//! Hand-written scanner for SQL object names.
//!
//! Accepts bare identifiers, quoted identifiers (with doubled-quote
//! escaping), and dotted `qualifier.identifier` forms. The parser is strict
//! and total; lenient degrade-with-warning behavior lives at the entity
//! seams that consume raw introspection data.

use std::iter::Peekable;
use std::str::CharIndices;

use crate::error::ParseError;
use crate::name::{Identifier, OptionallyQualifiedName, UnqualifiedName};

/// Parses an unqualified name: exactly one identifier, no qualifier.
///
/// # Errors
///
/// Returns [`ParseError::TooManyQualifiers`] if the input carries a
/// qualifier, or the underlying scan error for malformed identifiers.
pub fn parse_unqualified(input: &str) -> Result<UnqualifiedName, ParseError> {
    let mut scanner = Scanner::new(input);
    let identifier = scanner.scan_identifier()?;

    match scanner.peek() {
        None => Ok(UnqualifiedName::new(identifier)),
        Some('.') => Err(ParseError::TooManyQualifiers {
            input: input.to_owned(),
        }),
        Some(_) => Err(scanner.trailing_input()),
    }
}

/// Parses an optionally qualified name: one identifier, optionally preceded
/// by a single qualifier level.
///
/// # Errors
///
/// Returns [`ParseError::TooManyQualifiers`] for more than one qualifier
/// level, or the underlying scan error for malformed identifiers.
pub fn parse_optionally_qualified(input: &str) -> Result<OptionallyQualifiedName, ParseError> {
    let mut scanner = Scanner::new(input);
    let first = scanner.scan_identifier()?;

    match scanner.peek() {
        None => Ok(OptionallyQualifiedName::new(first, None)),
        Some('.') => {
            scanner.advance();
            let second = scanner.scan_identifier()?;
            match scanner.peek() {
                None => Ok(OptionallyQualifiedName::new(second, Some(first))),
                Some('.') => Err(ParseError::TooManyQualifiers {
                    input: input.to_owned(),
                }),
                Some(_) => Err(scanner.trailing_input()),
            }
        }
        Some(_) => Err(scanner.trailing_input()),
    }
}

struct Scanner<'a> {
    input: &'a str,
    chars: Peekable<CharIndices<'a>>,
}

impl<'a> Scanner<'a> {
    fn new(input: &'a str) -> Self {
        Self {
            input,
            chars: input.char_indices().peekable(),
        }
    }

    fn peek(&mut self) -> Option<char> {
        self.chars.peek().map(|&(_, c)| c)
    }

    fn advance(&mut self) -> Option<(usize, char)> {
        self.chars.next()
    }

    fn trailing_input(&self) -> ParseError {
        ParseError::TrailingInput {
            input: self.input.to_owned(),
        }
    }

    fn scan_identifier(&mut self) -> Result<Identifier, ParseError> {
        match self.peek() {
            Some('"') => self.scan_quoted(),
            Some(_) => self.scan_unquoted(),
            None => Err(ParseError::EmptyIdentifier),
        }
    }

    fn scan_quoted(&mut self) -> Result<Identifier, ParseError> {
        self.advance();

        let mut value = String::new();
        loop {
            match self.advance() {
                Some((_, '"')) => {
                    // A doubled quote is an escaped quote character; a lone
                    // closing quote terminates the identifier.
                    if self.peek() == Some('"') {
                        self.advance();
                        value.push('"');
                    } else {
                        return Identifier::quoted(value);
                    }
                }
                Some((_, c)) => value.push(c),
                None => {
                    return Err(ParseError::UnterminatedQuote {
                        input: self.input.to_owned(),
                    })
                }
            }
        }
    }

    fn scan_unquoted(&mut self) -> Result<Identifier, ParseError> {
        let mut value = String::new();
        while let Some(c) = self.peek() {
            if c == '.' {
                break;
            }
            if c.is_alphanumeric() || c == '_' || c == '$' {
                value.push(c);
                self.advance();
            } else {
                let (position, character) = self.advance().unwrap_or((self.input.len(), c));
                return Err(ParseError::UnexpectedCharacter {
                    input: self.input.to_owned(),
                    character,
                    position,
                });
            }
        }
        Identifier::unquoted(value)
    }
}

• • • • •

_Action item_:
Find and count the lines of the data that include the string "second", and report that figure by itself.

_Task answer_:
2